▸ **Prompt**: Each line of the entries that mentions the string "optimism" needs to be reported.

(Saved entries)
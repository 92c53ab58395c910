//! Canonical backend table
//!
//! One descriptor per chain RPC endpoint. Every caller (scanner, sweeper,
//! diagnostics) reads the same table so endpoint data cannot drift.

use std::collections::HashMap;

use serde::{Deserialize, Serialize};
use tracing::{debug, info};

use crate::config::BackendsConfig;
use crate::error::{Error, Result};

/// Network class of a backend
#[derive(Debug, Clone, Copy, PartialEq, Eq, Hash, Serialize, Deserialize)]
#[serde(rename_all = "snake_case")]
pub enum NetworkClass {
    Mainnet,
    Testnet,
}

impl std::fmt::Display for NetworkClass {
    fn fmt(&self, f: &mut std::fmt::Formatter<'_>) -> std::fmt::Result {
        match self {
            NetworkClass::Mainnet => write!(f, "mainnet"),
            NetworkClass::Testnet => write!(f, "testnet"),
        }
    }
}

/// Which backend classes newly imported accounts are enabled on
#[derive(Debug, Clone, Copy, Default, PartialEq, Eq, Serialize, Deserialize)]
#[serde(rename_all = "snake_case")]
pub enum NetworkSelection {
    #[default]
    Mainnet,
    Testnet,
    All,
}

impl NetworkSelection {
    pub fn includes(&self, class: NetworkClass) -> bool {
        match self {
            NetworkSelection::Mainnet => class == NetworkClass::Mainnet,
            NetworkSelection::Testnet => class == NetworkClass::Testnet,
            NetworkSelection::All => true,
        }
    }
}

impl std::fmt::Display for NetworkSelection {
    fn fmt(&self, f: &mut std::fmt::Formatter<'_>) -> std::fmt::Result {
        match self {
            NetworkSelection::Mainnet => write!(f, "mainnet"),
            NetworkSelection::Testnet => write!(f, "testnet"),
            NetworkSelection::All => write!(f, "all"),
        }
    }
}

/// Immutable description of one chain endpoint
#[derive(Debug, Clone, PartialEq, Eq, Serialize, Deserialize)]
pub struct BackendDescriptor {
    /// Unique identifier: "ethereum", "bsc-testnet"
    pub id: String,
    /// Human-readable name
    pub name: String,
    pub chain_id: u64,
    /// Native currency symbol
    pub currency: String,
    pub rpc_url: String,
    pub network: NetworkClass,
    /// Lower is checked first
    pub priority: u32,
}

struct BuiltinBackend {
    id: &'static str,
    name: &'static str,
    chain_id: u64,
    currency: &'static str,
    rpc_url: &'static str,
    network: NetworkClass,
    priority: u32,
}

const fn mainnet(
    id: &'static str,
    name: &'static str,
    chain_id: u64,
    currency: &'static str,
    rpc_url: &'static str,
    priority: u32,
) -> BuiltinBackend {
    BuiltinBackend {
        id,
        name,
        chain_id,
        currency,
        rpc_url,
        network: NetworkClass::Mainnet,
        priority,
    }
}

const fn testnet(
    id: &'static str,
    name: &'static str,
    chain_id: u64,
    currency: &'static str,
    rpc_url: &'static str,
    priority: u32,
) -> BuiltinBackend {
    BuiltinBackend {
        id,
        name,
        chain_id,
        currency,
        rpc_url,
        network: NetworkClass::Testnet,
        priority,
    }
}

const BUILTIN_BACKENDS: &[BuiltinBackend] = &[
    mainnet("ethereum", "Ethereum", 1, "ETH", "https://eth.llamarpc.com", 1),
    mainnet("bsc", "BNB Smart Chain", 56, "BNB", "https://bsc-dataseed.binance.org", 2),
    mainnet("polygon", "Polygon", 137, "POL", "https://polygon-rpc.com", 3),
    mainnet("arbitrum", "Arbitrum One", 42161, "ETH", "https://arb1.arbitrum.io/rpc", 4),
    mainnet("optimism", "OP Mainnet", 10, "ETH", "https://mainnet.optimism.io", 5),
    mainnet("base", "Base", 8453, "ETH", "https://mainnet.base.org", 6),
    mainnet("avalanche", "Avalanche C-Chain", 43114, "AVAX", "https://api.avax.network/ext/bc/C/rpc", 7),
    mainnet("fantom", "Fantom Opera", 250, "FTM", "https://rpc.ftm.tools", 8),
    mainnet("linea", "Linea", 59144, "ETH", "https://rpc.linea.build", 9),
    mainnet("zksync", "zkSync Era", 324, "ETH", "https://mainnet.era.zksync.io", 10),
    mainnet("gnosis", "Gnosis", 100, "xDAI", "https://rpc.gnosischain.com", 11),
    mainnet("cronos", "Cronos", 25, "CRO", "https://evm.cronos.org", 12),
    mainnet("celo", "Celo", 42220, "CELO", "https://forno.celo.org", 13),
    mainnet("moonbeam", "Moonbeam", 1284, "GLMR", "https://rpc.api.moonbeam.network", 14),
    mainnet("moonriver", "Moonriver", 1285, "MOVR", "https://rpc.api.moonriver.moonbeam.network", 15),
    mainnet("scroll", "Scroll", 534352, "ETH", "https://rpc.scroll.io", 16),
    mainnet("mantle", "Mantle", 5000, "MNT", "https://rpc.mantle.xyz", 17),
    mainnet("blast", "Blast", 81457, "ETH", "https://rpc.blast.io", 18),
    mainnet("polygon-zkevm", "Polygon zkEVM", 1101, "ETH", "https://zkevm-rpc.com", 19),
    mainnet("opbnb", "opBNB", 204, "BNB", "https://opbnb-mainnet-rpc.bnbchain.org", 20),
    mainnet("metis", "Metis Andromeda", 1088, "METIS", "https://andromeda.metis.io/?owner=1088", 21),
    mainnet("kava", "Kava EVM", 2222, "KAVA", "https://evm.kava.io", 22),
    mainnet("aurora", "Aurora", 1313161554, "ETH", "https://mainnet.aurora.dev", 23),
    mainnet("harmony", "Harmony", 1666600000, "ONE", "https://api.harmony.one", 24),
    mainnet("klaytn", "Kaia", 8217, "KAIA", "https://public-en.node.kaia.io", 25),
    mainnet("core", "Core", 1116, "CORE", "https://rpc.coredao.org", 26),
    mainnet("boba", "Boba Network", 288, "ETH", "https://mainnet.boba.network", 27),
    mainnet("fuse", "Fuse", 122, "FUSE", "https://rpc.fuse.io", 28),
    mainnet("zora", "Zora", 7777777, "ETH", "https://rpc.zora.energy", 29),
    mainnet("ethereum-classic", "Ethereum Classic", 61, "ETC", "https://etc.rivet.link", 30),
    testnet("sepolia", "Ethereum Sepolia", 11155111, "ETH", "https://rpc.sepolia.org", 101),
    testnet("holesky", "Ethereum Holesky", 17000, "ETH", "https://ethereum-holesky-rpc.publicnode.com", 102),
    testnet("bsc-testnet", "BNB Smart Chain Testnet", 97, "tBNB", "https://data-seed-prebsc-1-s1.binance.org:8545", 103),
    testnet("polygon-amoy", "Polygon Amoy", 80002, "POL", "https://rpc-amoy.polygon.technology", 104),
    testnet("arbitrum-sepolia", "Arbitrum Sepolia", 421614, "ETH", "https://sepolia-rollup.arbitrum.io/rpc", 105),
    testnet("optimism-sepolia", "OP Sepolia", 11155420, "ETH", "https://sepolia.optimism.io", 106),
    testnet("base-sepolia", "Base Sepolia", 84532, "ETH", "https://sepolia.base.org", 107),
    testnet("avalanche-fuji", "Avalanche Fuji", 43113, "AVAX", "https://api.avax-test.network/ext/bc/C/rpc", 108),
    testnet("linea-sepolia", "Linea Sepolia", 59141, "ETH", "https://rpc.sepolia.linea.build", 109),
    testnet("scroll-sepolia", "Scroll Sepolia", 534351, "ETH", "https://sepolia-rpc.scroll.io", 110),
];

/// Registry of backend descriptors, sorted by priority
#[derive(Debug, Clone)]
pub struct BackendRegistry {
    backends: Vec<BackendDescriptor>,
    by_id: HashMap<String, usize>,
}

impl BackendRegistry {
    /// The built-in backend table
    pub fn builtin() -> Self {
        let backends = BUILTIN_BACKENDS
            .iter()
            .map(|b| BackendDescriptor {
                id: b.id.to_string(),
                name: b.name.to_string(),
                chain_id: b.chain_id,
                currency: b.currency.to_string(),
                rpc_url: b.rpc_url.to_string(),
                network: b.network,
                priority: b.priority,
            })
            .collect();

        Self::from_descriptors(backends)
    }

    /// Built-in table with configured URL overrides and removals applied
    pub fn from_config(config: &BackendsConfig) -> Result<Self> {
        let builtin = Self::builtin();

        for id in config.overrides.keys().chain(config.disabled.iter()) {
            if builtin.get(id).is_none() {
                return Err(Error::UnknownBackend(id.clone()));
            }
        }

        let backends = builtin
            .backends
            .into_iter()
            .filter(|b| !config.disabled.contains(&b.id))
            .map(|mut b| {
                if let Some(endpoint) = config.overrides.get(&b.id) {
                    debug!(backend = %b.id, "Using endpoint override");
                    b.rpc_url = endpoint.clone();
                }
                b
            })
            .collect();

        let registry = Self::from_descriptors(backends);
        info!("Backend registry loaded with {} backends", registry.len());
        Ok(registry)
    }

    /// Build from an arbitrary descriptor list. Duplicate ids keep the first entry.
    pub fn from_descriptors(mut backends: Vec<BackendDescriptor>) -> Self {
        backends.sort_by(|a, b| a.priority.cmp(&b.priority).then_with(|| a.id.cmp(&b.id)));

        let mut by_id = HashMap::with_capacity(backends.len());
        let mut unique = Vec::with_capacity(backends.len());
        for backend in backends {
            if by_id.contains_key(&backend.id) {
                continue;
            }
            by_id.insert(backend.id.clone(), unique.len());
            unique.push(backend);
        }

        Self {
            backends: unique,
            by_id,
        }
    }

    /// All backends in priority order
    pub fn all(&self) -> &[BackendDescriptor] {
        &self.backends
    }

    pub fn get(&self, id: &str) -> Option<&BackendDescriptor> {
        self.by_id.get(id).map(|&idx| &self.backends[idx])
    }

    pub fn len(&self) -> usize {
        self.backends.len()
    }

    pub fn is_empty(&self) -> bool {
        self.backends.is_empty()
    }

    /// Backends of one class, in priority order
    pub fn by_network(&self, class: NetworkClass) -> Vec<&BackendDescriptor> {
        self.backends.iter().filter(|b| b.network == class).collect()
    }

    pub fn mainnets(&self) -> Vec<&BackendDescriptor> {
        self.by_network(NetworkClass::Mainnet)
    }

    pub fn testnets(&self) -> Vec<&BackendDescriptor> {
        self.by_network(NetworkClass::Testnet)
    }

    /// Ids selected by a network selection, in priority order
    pub fn ids_for(&self, selection: NetworkSelection) -> Vec<String> {
        self.backends
            .iter()
            .filter(|b| selection.includes(b.network))
            .map(|b| b.id.clone())
            .collect()
    }

    /// The N highest-priority backends of a selection
    pub fn top(&self, selection: NetworkSelection, n: usize) -> Vec<&BackendDescriptor> {
        self.backends
            .iter()
            .filter(|b| selection.includes(b.network))
            .take(n)
            .collect()
    }

    /// Resolve a set of ids into descriptors, in priority order. Unknown ids are skipped.
    pub fn ordered<'a, I>(&self, ids: I) -> Vec<&BackendDescriptor>
    where
        I: IntoIterator<Item = &'a String>,
    {
        let mut resolved: Vec<&BackendDescriptor> =
            ids.into_iter().filter_map(|id| self.get(id)).collect();
        resolved.sort_by(|a, b| a.priority.cmp(&b.priority).then_with(|| a.id.cmp(&b.id)));
        resolved.dedup_by(|a, b| a.id == b.id);
        resolved
    }
}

▸ **Result for this task**:
    mainnet("optimism", "OP Mainnet", 10, "ETH", "https://mainnet.optimism.io", 5),
    testnet("optimism-sepolia", "OP Sepolia", 11155420, "ETH", "https://sepolia.optimism.io", 106),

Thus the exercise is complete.